**Exercise:**
Repeat the whole of the data, keeping every detail the same.

Source information START

//! Prompt builders for planning and writing.

use crate::roadmap::{Roadmap, RoadmapEntry};

pub(super) const PLANNER_INSTRUCTION: &str =
    "You are a technical content strategist who plans coherent blog series.";

pub(super) const WRITER_INSTRUCTION: &str =
    "You are a professional technical writer. You answer with JSON only.";

pub(super) fn planning_prompt(topic: &str, goal: &str, research: Option<&str>) -> String {
    let mut prompt = format!(
        "Plan a blog series of 5 to 7 posts.\n\n\
         Topic: {topic}\n\
         Goal: {goal}\n\n\
         Each post builds on the previous ones. Give every post a title and a description of at \
         least three sentences.\n\n\
         Answer with JSON in exactly this shape:\n\
         {{\"topic\": \"...\", \"goal\": \"...\", \"posts\": [{{\"title\": \"...\", \"description\": \"...\"}}]}}"
    );
    if let Some(notes) = research {
        prompt.push_str("\n\nResearch notes:\n");
        prompt.push_str(notes);
    }
    prompt
}

pub(super) fn writing_prompt(
    roadmap: &Roadmap,
    entry: &RoadmapEntry,
    index: usize,
    research: Option<&str>,
) -> String {
    let mut prompt = format!(
        "Write a technical blog post.\n\n\
         Series topic: {topic}\n\
         Series goal: {goal}\n\n\
         Post title: {title}\n\
         Post description: {description}\n\
         Post number: {number} of {total}\n\n\
         Series outline:\n{outline}\n\n\
         Open with a hook, cover everything in the description, include code examples where they \
         help, use Markdown headings, refer to neighbouring posts where relevant and close with a \
         summary.\n\n\
         Answer with JSON: {{\"title\": \"...\", \"content\": \"<markdown>\"}}",
        topic = roadmap.topic,
        goal = roadmap.goal,
        title = entry.title,
        description = entry.description,
        number = index + 1,
        total = roadmap.len(),
        outline = roadmap.outline(),
    );
    if let Some(notes) = research {
        prompt.push_str("\n\nResearch notes:\n");
        prompt.push_str(notes);
    }
    prompt
}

Source information END

**Answer space:**
//! Prompt builders for planning and writing.

use crate::roadmap::{Roadmap, RoadmapEntry};

pub(super) const PLANNER_INSTRUCTION: &str =
    "You are a technical content strategist who plans coherent blog series.";

pub(super) const WRITER_INSTRUCTION: &str =
    "You are a professional technical writer. You answer with JSON only.";

pub(super) fn planning_prompt(topic: &str, goal: &str, research: Option<&str>) -> String {
    let mut prompt = format!(
        "Plan a blog series of 5 to 7 posts.\n\n\
         Topic: {topic}\n\
         Goal: {goal}\n\n\
         Each post builds on the previous ones. Give every post a title and a description of at \
         least three sentences.\n\n\
         Answer with JSON in exactly this shape:\n\
         {{\"topic\": \"...\", \"goal\": \"...\", \"posts\": [{{\"title\": \"...\", \"description\": \"...\"}}]}}"
    );
    if let Some(notes) = research {
        prompt.push_str("\n\nResearch notes:\n");
        prompt.push_str(notes);
    }
    prompt
}

pub(super) fn writing_prompt(
    roadmap: &Roadmap,
    entry: &RoadmapEntry,
    index: usize,
    research: Option<&str>,
) -> String {
    let mut prompt = format!(
        "Write a technical blog post.\n\n\
         Series topic: {topic}\n\
         Series goal: {goal}\n\n\
         Post title: {title}\n\
         Post description: {description}\n\
         Post number: {number} of {total}\n\n\
         Series outline:\n{outline}\n\n\
         Open with a hook, cover everything in the description, include code examples where they \
         help, use Markdown headings, refer to neighbouring posts where relevant and close with a \
         summary.\n\n\
         Answer with JSON: {{\"title\": \"...\", \"content\": \"<markdown>\"}}",
        topic = roadmap.topic,
        goal = roadmap.goal,
        title = entry.title,
        description = entry.description,
        number = index + 1,
        total = roadmap.len(),
        outline = roadmap.outline(),
    );
    if let Some(notes) = research {
        prompt.push_str("\n\nResearch notes:\n");
        prompt.push_str(notes);
    }
    prompt
}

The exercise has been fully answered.